(Collected data entries)
◇ ◇ ◇ ◇ ◇ ◇ ◇

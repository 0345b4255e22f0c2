//! Storage keys

/// Filtered tab tree
pub const SNAPSHOT_KEY: &str = "fzl-splits-data";
/// Dark mode flag
pub const THEME_KEY: &str = "fzl-theme-preference";
/// Toolbar visibility flag
pub const CONTROLS_KEY: &str = "fzl-controls-visible";
/// Combined record offered for restore in prompt mode
pub const LAST_ACTIVITY_KEY: &str = "fzl-last-activity";
use std::borrow::Cow;
use std::sync::Arc;

use log::Level;
use log::LevelFilter;
use regex::Regex;

use crate::error::InvalidPattern;
use crate::record::CapturedRecord;
use crate::registry;
use crate::scope;
use crate::scope::CaptureScope;
use crate::scope::LevelGuard;
use crate::sink::CaptureSink;

/// Test-facing facade over one capture scope: queries over the captured
/// records plus the controlled level mutation surface.
///
/// Dropping the capture detaches the sink and restores the prior logging
/// configuration.
pub struct LogCapture {
    scope: CaptureScope,
}

impl LogCapture {
    /// Begins capturing on the root target, accepting every severity.
    pub fn start() -> Self {
        Self::builder().start()
    }

    pub fn builder() -> CaptureBuilder {
        CaptureBuilder::new()
    }

    /// The underlying shared sink. Clone the `Arc` to emit or query from
    /// another thread.
    pub fn sink(&self) -> &Arc<CaptureSink> {
        self.scope.sink()
    }

    /// The full formatted log text in emission order.
    pub fn text(&self) -> String {
        self.sink().text()
    }

    /// The captured records in emission order.
    pub fn records(&self) -> Vec<CapturedRecord> {
        self.sink().records()
    }

    /// `(name, level, message)` triples in emission order, for structural
    /// equality assertions.
    pub fn record_tuples(&self) -> Vec<(String, Level, String)> {
        self.records().iter().map(CapturedRecord::tuple).collect()
    }

    /// Drops everything captured so far.
    pub fn clear(&self) {
        self.sink().clear();
    }

    /// Changes the sink threshold, or the threshold of the named `target`
    /// when one is given. Permanent until changed again; the capture scope
    /// teardown only restores the targets it attached to.
    pub fn set_level(&self, level: LevelFilter, target: Option<&str>) {
        scope::set_level(self.sink(), level, target);
    }

    /// Like [`LogCapture::set_level`], but scoped: the returned guard
    /// restores the previous threshold when dropped, on any exit path.
    /// Guards nest; same-target guards restore in LIFO order.
    pub fn at_level(&self, level: LevelFilter, target: Option<&str>) -> LevelGuard {
        scope::override_level(self.sink(), level, target)
    }

    /// Finds captured records whose message contains a match for the query
    /// pattern, optionally narrowed to one level and one target name.
    ///
    /// Results keep emission order. No match yields an empty vector; an
    /// unparseable pattern string is an error.
    ///
    /// ```
    /// use log::Level;
    /// use log::error;
    /// use log::info;
    /// use logtrap::Grep;
    ///
    /// let capture = logtrap::LogCapture::start();
    /// info!("foo");
    /// info!("bar");
    /// error!("moo");
    ///
    /// let found = capture.grep(".*oo").unwrap();
    /// assert_eq!(found.len(), 2);
    /// let found = capture.grep(Grep::new(".*oo").level(Level::Info)).unwrap();
    /// assert_eq!(found.len(), 1);
    /// assert!(capture.grep("unobtainium").unwrap().is_empty());
    /// ```
    pub fn grep(&self, query: impl Into<Grep>) -> Result<Vec<CapturedRecord>, InvalidPattern> {
        let Grep {
            pattern,
            level,
            name,
        } = query.into();
        let regex = pattern.compile()?;
        // Conjunctive predicate list, the always-present pattern check first.
        let mut predicates: Vec<Box<dyn Fn(&CapturedRecord) -> bool + '_>> =
            vec![Box::new(|record| regex.is_match(&record.message))];
        if let Some(level) = level {
            predicates.push(Box::new(move |record| record.level == level));
        }
        if let Some(name) = name {
            predicates.push(Box::new(move |record| record.name == name));
        }
        Ok(self
            .records()
            .into_iter()
            .filter(|record| predicates.iter().all(|predicate| predicate(record)))
            .collect())
    }
}

/// A [`LogCapture::grep`] query: a message pattern plus optional level and
/// target-name constraints. Converts from a pattern string or a precompiled
/// [`Regex`]; both forms behave identically.
pub struct Grep {
    pattern: Pattern,
    level: Option<Level>,
    name: Option<String>,
}

enum Pattern {
    Text(String),
    Compiled(Regex),
}

impl Grep {
    pub fn new(pattern: impl Into<Grep>) -> Self {
        pattern.into()
    }

    /// Only match records with exactly this level.
    pub fn level(mut self, level: Level) -> Self {
        self.level = Some(level);
        self
    }

    /// Only match records emitted for exactly this target name.
    pub fn name(mut self, name: impl Into<String>) -> Self {
        self.name = Some(name.into());
        self
    }
}

impl From<&str> for Grep {
    fn from(pattern: &str) -> Self {
        Grep {
            pattern: Pattern::Text(pattern.to_string()),
            level: None,
            name: None,
        }
    }
}

impl From<String> for Grep {
    fn from(pattern: String) -> Self {
        pattern.as_str().into()
    }
}

impl From<Regex> for Grep {
    fn from(regex: Regex) -> Self {
        Grep {
            pattern: Pattern::Compiled(regex),
            level: None,
            name: None,
        }
    }
}

impl From<&Regex> for Grep {
    fn from(regex: &Regex) -> Self {
        regex.clone().into()
    }
}

impl Pattern {
    fn compile(&self) -> Result<Cow<'_, Regex>, InvalidPattern> {
        match self {
            Pattern::Text(text) => match Regex::new(text) {
                Ok(regex) => Ok(Cow::Owned(regex)),
                Err(source) => Err(InvalidPattern {
                    pattern: text.clone(),
                    source,
                }),
            },
            Pattern::Compiled(regex) => Ok(Cow::Borrowed(regex)),
        }
    }
}

/// Configures a capture before it attaches.
pub struct CaptureBuilder {
    threshold: LevelFilter,
    echo: bool,
    targets: Vec<String>,
}

impl CaptureBuilder {
    fn new() -> Self {
        CaptureBuilder {
            threshold: LevelFilter::Trace,
            echo: false,
            targets: Vec::new(),
        }
    }

    /// Initial sink threshold. Defaults to accepting everything.
    pub fn threshold(mut self, threshold: LevelFilter) -> Self {
        self.threshold = threshold;
        self
    }

    /// Also print each captured line to stderr as it arrives.
    pub fn echo(mut self, echo: bool) -> Self {
        self.echo = echo;
        self
    }

    /// Attach to a named target instead of the root. May be repeated to
    /// watch several targets with one sink.
    pub fn target(mut self, target: impl Into<String>) -> Self {
        self.targets.push(target.into());
        self
    }

    /// Installs the global dispatcher if needed and begins the scope.
    pub fn start(self) -> LogCapture {
        registry::install();
        let sink = Arc::new(CaptureSink::with_echo(self.threshold, self.echo));
        LogCapture {
            scope: CaptureScope::begin(sink, self.targets),
        }
    }
}
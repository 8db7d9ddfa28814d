//! Scoped capture of `log` records and `tracing` events for test assertions.
//!
//! A [`LogCapture`] attaches an in-memory sink to the calling thread's
//! logging targets, restores the prior configuration when dropped, and lets
//! the test query what was emitted in between:
//!
//! ```
//! use log::Level;
//! use log::info;
//!
//! let capture = logtrap::LogCapture::start();
//! info!("boo {}", "arg");
//!
//! let records = capture.records();
//! assert_eq!(records.len(), 1);
//! assert_eq!(records[0].level, Level::Info);
//! assert_eq!(records[0].message, "boo arg");
//! assert!(capture.text().contains("boo arg"));
//! assert_eq!(capture.grep("b.. arg").unwrap().len(), 1);
//! ```
//!
//! Captures nest: an inner [`LogCapture`] or [`LogCapture::at_level`] guard
//! hands back exactly the configuration the outer scope had established,
//! on normal exit and on panic alike. Each thread captures independently,
//! so parallel tests do not interfere.

pub mod bridge;
pub mod capture;
pub mod error;
pub mod record;
pub mod registry;
pub mod scope;
pub mod sink;

pub use bridge::TracingCapture;
pub use capture::CaptureBuilder;
pub use capture::Grep;
pub use capture::LogCapture;
pub use error::InvalidPattern;
pub use record::CapturedRecord;
pub use registry::install;
pub use scope::CaptureScope;
pub use scope::LevelGuard;
pub use sink::CaptureSink;
use std::sync::Mutex;

use itertools::Itertools as _;
use log::LevelFilter;

use crate::record::CapturedRecord;

struct SinkState {
    records: Vec<CapturedRecord>,
    lines: Vec<String>,
    threshold: LevelFilter,
}

/// In-memory handler that stores every accepted record together with its
/// formatted rendering.
///
/// `records` and `lines` always have the same length. Both are updated under
/// a single lock per emission, so concurrent emitters cannot interleave a
/// record with another record's text.
pub struct CaptureSink {
    state: Mutex<SinkState>,
    echo: bool,
}

impl CaptureSink {
    pub fn new(threshold: LevelFilter) -> Self {
        Self::with_echo(threshold, false)
    }

    pub(crate) fn with_echo(threshold: LevelFilter, echo: bool) -> Self {
        CaptureSink {
            state: Mutex::new(SinkState {
                records: Vec::new(),
                lines: Vec::new(),
                threshold,
            }),
            echo,
        }
    }

    /// Stores `record` if it passes the sink threshold, otherwise does
    /// nothing.
    pub fn emit(&self, record: &CapturedRecord) {
        let mut state = self.state.lock().unwrap();
        if record.level > state.threshold {
            return;
        }
        let line = format!("{} {}: {}", record.level, record.name, record.message);
        if self.echo {
            eprintln!("{line}");
        }
        state.records.push(record.clone());
        state.lines.push(line);
    }

    /// The accumulated formatted text, one newline-joined line per stored
    /// record, in emission order.
    pub fn text(&self) -> String {
        self.state.lock().unwrap().lines.iter().join("\n")
    }

    /// The stored records in emission order.
    pub fn records(&self) -> Vec<CapturedRecord> {
        self.state.lock().unwrap().records.clone()
    }

    /// Drops all stored records and text. Attach state and threshold are
    /// kept.
    pub fn clear(&self) {
        let mut state = self.state.lock().unwrap();
        state.records.clear();
        state.lines.clear();
    }

    pub fn threshold(&self) -> LevelFilter {
        self.state.lock().unwrap().threshold
    }

    /// Changes the minimum accepted severity. Only affects subsequent
    /// emissions.
    pub fn set_threshold(&self, threshold: LevelFilter) {
        self.state.lock().unwrap().threshold = threshold;
    }
}
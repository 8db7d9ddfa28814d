//! Converts `tracing` events into captured records so a single capture
//! covers both logging facades.

use tracing::field::Field;
use tracing::field::Visit;
use tracing_subscriber::Layer;
use tracing_subscriber::layer::Context;

use crate::record::CapturedRecord;
use crate::registry;

/// A `tracing` layer feeding events through the same per-thread dispatch as
/// `log` records, so capture scopes and thresholds apply uniformly.
///
/// ```
/// use tracing_subscriber::layer::SubscriberExt as _;
///
/// let capture = logtrap::LogCapture::start();
/// let subscriber = tracing_subscriber::registry().with(logtrap::TracingCapture);
/// tracing::subscriber::with_default(subscriber, || {
///     tracing::warn!("tracing event");
/// });
/// assert!(capture.text().contains("tracing event"));
/// ```
pub struct TracingCapture;

impl<S> Layer<S> for TracingCapture
where
    S: tracing::Subscriber,
{
    fn on_event(&self, event: &tracing::Event<'_>, _ctx: Context<'_, S>) {
        let mut visitor = MessageVisitor::default();
        event.record(&mut visitor);
        let metadata = event.metadata();
        let record = CapturedRecord {
            name: metadata.target().to_string(),
            level: convert_level(*metadata.level()),
            message: visitor.message,
            module_path: metadata.module_path().map(str::to_string),
            file: metadata.file().map(str::to_string),
            line: metadata.line(),
        };
        registry::with_registry(|registry| registry.dispatch(&record));
    }
}

/// Picks out the `message` field; other fields are formatting details the
/// capture does not preserve.
#[derive(Default)]
struct MessageVisitor {
    message: String,
}

impl Visit for MessageVisitor {
    fn record_str(&mut self, field: &Field, value: &str) {
        if field.name() == "message" {
            self.message = value.to_string();
        }
    }

    fn record_debug(&mut self, field: &Field, value: &dyn std::fmt::Debug) {
        if field.name() == "message" {
            self.message = format!("{value:?}");
        }
    }
}

fn convert_level(level: tracing::Level) -> log::Level {
    match level {
        tracing::Level::ERROR => log::Level::Error,
        tracing::Level::WARN => log::Level::Warn,
        tracing::Level::INFO => log::Level::Info,
        tracing::Level::DEBUG => log::Level::Debug,
        tracing::Level::TRACE => log::Level::Trace,
    }
}

#[cfg(test)]
mod tests {
    use super::*;
    use crate::scope::CaptureScope;
    use crate::sink::CaptureSink;
    use log::LevelFilter;
    use std::sync::Arc;
    use tracing_subscriber::layer::SubscriberExt as _;

    #[test]
    fn events_route_through_the_thread_registry() {
        let sink = Arc::new(CaptureSink::new(LevelFilter::Trace));
        let _scope = CaptureScope::begin(sink.clone(), Vec::<String>::new());
        let subscriber = tracing_subscriber::registry().with(TracingCapture);
        tracing::subscriber::with_default(subscriber, || {
            tracing::error!(target: "bridged", "failure {}", 7);
        });
        let records = sink.records();
        assert_eq!(records.len(), 1);
        assert_eq!(records[0].name, "bridged");
        assert_eq!(records[0].level, log::Level::Error);
        assert_eq!(records[0].message, "failure 7");
    }

    #[test]
    fn levels_map_one_to_one() {
        assert_eq!(convert_level(tracing::Level::ERROR), log::Level::Error);
        assert_eq!(convert_level(tracing::Level::WARN), log::Level::Warn);
        assert_eq!(convert_level(tracing::Level::INFO), log::Level::Info);
        assert_eq!(convert_level(tracing::Level::DEBUG), log::Level::Debug);
        assert_eq!(convert_level(tracing::Level::TRACE), log::Level::Trace);
    }

    #[test]
    fn target_thresholds_gate_bridged_events() {
        let sink = Arc::new(CaptureSink::new(LevelFilter::Trace));
        let _scope = CaptureScope::begin(sink.clone(), Vec::<String>::new());
        registry::with_registry(|registry| {
            registry.state_mut(Some("muted")).level = Some(LevelFilter::Error);
        });
        let subscriber = tracing_subscriber::registry().with(TracingCapture);
        tracing::subscriber::with_default(subscriber, || {
            tracing::warn!(target: "muted", "dropped");
            tracing::error!(target: "muted", "kept");
        });
        let records = sink.records();
        assert_eq!(records.len(), 1);
        assert_eq!(records[0].message, "kept");
    }
}
//! Model of the logging subsystem the capture engine attaches to: named
//! targets with severity thresholds and attached sinks, plus the
//! process-global `log` dispatcher feeding them.
//!
//! Each thread owns its own registry, so concurrently running tests never
//! observe each other's capture scopes.

use std::cell::RefCell;
use std::collections::HashMap;
use std::sync::Arc;
use std::sync::Once;

use log::LevelFilter;

use crate::record::CapturedRecord;
use crate::sink::CaptureSink;

/// Threshold of the root target before any capture scope overrides it.
pub(crate) const ROOT_DEFAULT_LEVEL: LevelFilter = LevelFilter::Warn;

#[derive(Default)]
pub(crate) struct TargetState {
    /// `None` inherits the nearest ancestor threshold, ultimately the root.
    pub(crate) level: Option<LevelFilter>,
    /// Attached sinks in attach order.
    pub(crate) sinks: Vec<Arc<CaptureSink>>,
}

pub(crate) struct Registry {
    root: TargetState,
    named: HashMap<String, TargetState>,
}

impl Registry {
    fn new() -> Self {
        Registry {
            root: TargetState {
                level: Some(ROOT_DEFAULT_LEVEL),
                sinks: Vec::new(),
            },
            named: HashMap::new(),
        }
    }

    /// Resolves a target, `None` meaning the root. Named entries are created
    /// on demand so that restoring a since-removed target cannot fail.
    pub(crate) fn state_mut(&mut self, target: Option<&str>) -> &mut TargetState {
        match target {
            None => &mut self.root,
            Some(name) => self.named.entry(name.to_string()).or_default(),
        }
    }

    /// The threshold gating records emitted for `target`: its own if set,
    /// otherwise the nearest ancestor's, otherwise the root's.
    pub(crate) fn effective_level(&self, target: &str) -> LevelFilter {
        for name in ancestry(target) {
            if let Some(level) = self.named.get(name).and_then(|state| state.level) {
                return level;
            }
        }
        self.root.level.unwrap_or(ROOT_DEFAULT_LEVEL)
    }

    /// Routes a record to every sink attached on the path from its target up
    /// to the root. Each sink applies its own threshold on top; a sink
    /// attached at two points on the path receives the record twice.
    pub(crate) fn dispatch(&self, record: &CapturedRecord) {
        if record.level > self.effective_level(&record.name) {
            return;
        }
        for name in ancestry(&record.name) {
            if let Some(state) = self.named.get(name) {
                for sink in &state.sinks {
                    sink.emit(record);
                }
            }
        }
        for sink in &self.root.sinks {
            sink.emit(record);
        }
    }
}

/// Iterates a target and its ancestors: `a::b::c`, `a::b`, `a`.
fn ancestry(target: &str) -> impl Iterator<Item = &str> {
    let mut next = Some(target);
    std::iter::from_fn(move || {
        let current = next?;
        next = current.rfind("::").map(|idx| &current[..idx]);
        Some(current)
    })
}

thread_local! {
    static REGISTRY: RefCell<Registry> = RefCell::new(Registry::new());
}

/// Runs `f` on the calling thread's registry.
pub(crate) fn with_registry<R>(f: impl FnOnce(&mut Registry) -> R) -> R {
    REGISTRY.with(|registry| f(&mut registry.borrow_mut()))
}

struct CaptureDispatcher;

impl log::Log for CaptureDispatcher {
    fn enabled(&self, metadata: &log::Metadata<'_>) -> bool {
        with_registry(|registry| metadata.level() <= registry.effective_level(metadata.target()))
    }

    fn log(&self, record: &log::Record<'_>) {
        // Render before borrowing the registry; a Display impl inside the
        // format arguments may itself emit log events.
        let captured = CapturedRecord::from_log(record);
        with_registry(|registry| registry.dispatch(&captured));
    }

    fn flush(&self) {}
}

static DISPATCHER: CaptureDispatcher = CaptureDispatcher;
static INSTALL: Once = Once::new();

/// Installs the capture dispatcher as the process-wide `log` backend and
/// opens the global level gate. Idempotent. If another logger was installed
/// first it is left in place and capture through `log` stays inactive.
pub fn install() {
    INSTALL.call_once(|| {
        if log::set_logger(&DISPATCHER).is_ok() {
            log::set_max_level(LevelFilter::Trace);
        }
    });
}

◇ ◇ ◇ ◇ ◇ ◇ ◇

WHAT YOU NEED TO DO ->
Copy out every line from the data above that has "RefCell" in it.

ANSWER TO THIS TASK ->
use std::cell::RefCell;
    static REGISTRY: RefCell<Registry> = RefCell::new(Registry::new());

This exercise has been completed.